About Profound Medical Corp.

The Profound Medical Corp. aggregation is committed to creating the able aggregate of real-time alluring resonance advice as the imaging belvedere and ultrasound as the activity antecedent for carrying non-invasive ablative accoutrement to clinicians. These key technology pillars, affiliated with able software and robotics, accept the abeyant to accomplish unmet needs of patients and clinicians in abounding anatomies and ache states, including prostate cancer, uterine fibroids, and cartilage metastases. Our mission is to “profoundly” change the accepted of affliction by creating a tomorrow area clinicians can confidently ablate tissue with precision; a tomorrow area patients accept admission to safe and able assay options, so they can bound acknowledgment to their circadian lives.

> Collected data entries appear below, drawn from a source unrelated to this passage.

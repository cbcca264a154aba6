//! cutrelease - Cut GitHub releases from conventional commits.
//!
//! # Overview
//!
//! cutrelease finds the latest release of a repository, classifies the commits made
//! since, computes the next SemVer or CalVer version and publishes a GitHub release
//! with a categorized changelog.

pub mod changelog;
pub mod config;
pub mod error;
pub mod git;
pub mod github;
pub mod release;
pub mod scheme;
pub mod version;

// Re-export commonly used types
pub use config::ReleaseConfiguration;
pub use error::{AssetError, ConfigError, GitError, GitHubError, ReleaseError, VersionError};
pub use git::{Branch, ConventionalCommit, RawCommit};
pub use github::{GitHubClient, ReleaseHost, RepositoryId};
pub use release::{ReleaseOutcome, ReleaseSettings, run_release};
pub use scheme::VersionScheme;
pub use version::{CalendarVersion, IncrementType, SemanticVersion, Version};
//! Version values, comparison and the increment engine.

pub mod calendar;
pub mod clock;
pub mod identifier;
pub mod increment;
pub mod semantic;

use std::cmp::Ordering;
use std::fmt;

use crate::error::VersionError;

pub use calendar::CalendarVersion;
pub use clock::{Clock, FixedClock, SystemClock};
pub use identifier::Identifier;
pub use increment::{IncrementOptions, IncrementType, increment_version};
pub use semantic::SemanticVersion;

/// A version under either versioning scheme.
#[derive(Debug, Clone, PartialEq, Eq)]
pub enum Version {
    Semantic(SemanticVersion),
    Calendar(CalendarVersion),
}

impl Version {
    pub fn parse_semantic(text: &str, prefix: Option<&str>) -> Result<Self, VersionError> {
        SemanticVersion::parse(text, prefix).map(Self::Semantic)
    }

    pub fn parse_calendar(text: &str, prefix: Option<&str>) -> Result<Self, VersionError> {
        CalendarVersion::parse(text, prefix).map(Self::Calendar)
    }

    pub fn type_name(&self) -> &'static str {
        match self {
            Self::Semantic(_) => "semantic",
            Self::Calendar(_) => "calendar",
        }
    }

    pub fn prefix(&self) -> Option<&str> {
        match self {
            Self::Semantic(v) => v.prefix.as_deref(),
            Self::Calendar(v) => v.prefix.as_deref(),
        }
    }

    /// Whether the version carries a pre-release (SemVer) or modifier (CalVer).
    pub fn is_prerelease(&self) -> bool {
        match self {
            Self::Semantic(v) => v.is_prerelease(),
            Self::Calendar(v) => v.is_prerelease(),
        }
    }

    /// Version text without the tag prefix.
    pub fn unprefixed(&self) -> String {
        let text = self.to_string();
        match self.prefix() {
            Some(prefix) => text.strip_prefix(prefix).unwrap_or(&text).to_string(),
            None => text,
        }
    }

    pub fn release(&self) -> Self {
        match self {
            Self::Semantic(v) => Self::Semantic(v.release()),
            Self::Calendar(v) => Self::Calendar(v.release()),
        }
    }

    pub fn with_prerelease_label(&self, label: &str) -> Self {
        match self {
            Self::Semantic(v) => Self::Semantic(v.with_prerelease_label(label)),
            Self::Calendar(v) => Self::Calendar(v.with_prerelease_label(label)),
        }
    }

    pub fn compare(&self, other: &Self) -> Result<Ordering, VersionError> {
        compare_versions(self, other)
    }
}

impl fmt::Display for Version {
    fn fmt(&self, f: &mut fmt::Formatter<'_>) -> fmt::Result {
        match self {
            Self::Semantic(v) => fmt::Display::fmt(v, f),
            Self::Calendar(v) => fmt::Display::fmt(v, f),
        }
    }
}

/// Compare two versions of the same scheme.
pub fn compare_versions(a: &Version, b: &Version) -> Result<Ordering, VersionError> {
    match (a, b) {
        (Version::Semantic(a), Version::Semantic(b)) => Ok(a.compare(b)),
        (Version::Calendar(a), Version::Calendar(b)) => Ok(a.compare(b)),
        _ => Err(VersionError::IncompatibleVersionTypes {
            left: a.type_name(),
            right: b.type_name(),
        }),
    }
}

/// Split `text` into its tag prefix and version core.
///
/// An expected prefix must be present. Without one, everything before the first digit
/// is taken as the prefix.
pub(crate) fn split_prefix<'a>(
    text: &'a str,
    expected: Option<&str>,
) -> Result<(Option<String>, &'a str), VersionError> {
    match expected.filter(|p| !p.is_empty()) {
        Some(prefix) => {
            let core = text
                .strip_prefix(prefix)
                .ok_or_else(|| VersionError::parse(text, format!("missing prefix '{}'", prefix)))?;
            Ok((Some(prefix.to_string()), core))
        }
        None => {
            let start = text
                .find(|c: char| c.is_ascii_digit())
                .ok_or_else(|| VersionError::parse(text, "no version number found"))?;
            let prefix = (start > 0).then(|| text[..start].to_string());
            Ok((prefix, &text[start..]))
        }
    }
}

Profound is commercializing a atypical technology, TULSA-PRO®, which combines real-time Alluring Resonance Imaging with transurethral, robotically-driven ameliorative ultrasound and closed-loop thermal acknowledgment ascendancy that is advised to accommodate absolute ablation of the prostate while accompanying attention analytical surrounding analysis from abeyant ancillary effects. TULSA-PRO® is CE apparent and Profound is currently administering a pilot bartering barrage of the technology in key European and added CE mark jurisdictions. The Aggregation is additionally allotment a multicenter, -to-be FDA-registered analytic trial, TACT, which, if successful, is accepted to abutment its appliance to the U.S. Food and Drug Administration for approval to bazaar TULSA-PRO® in the United States.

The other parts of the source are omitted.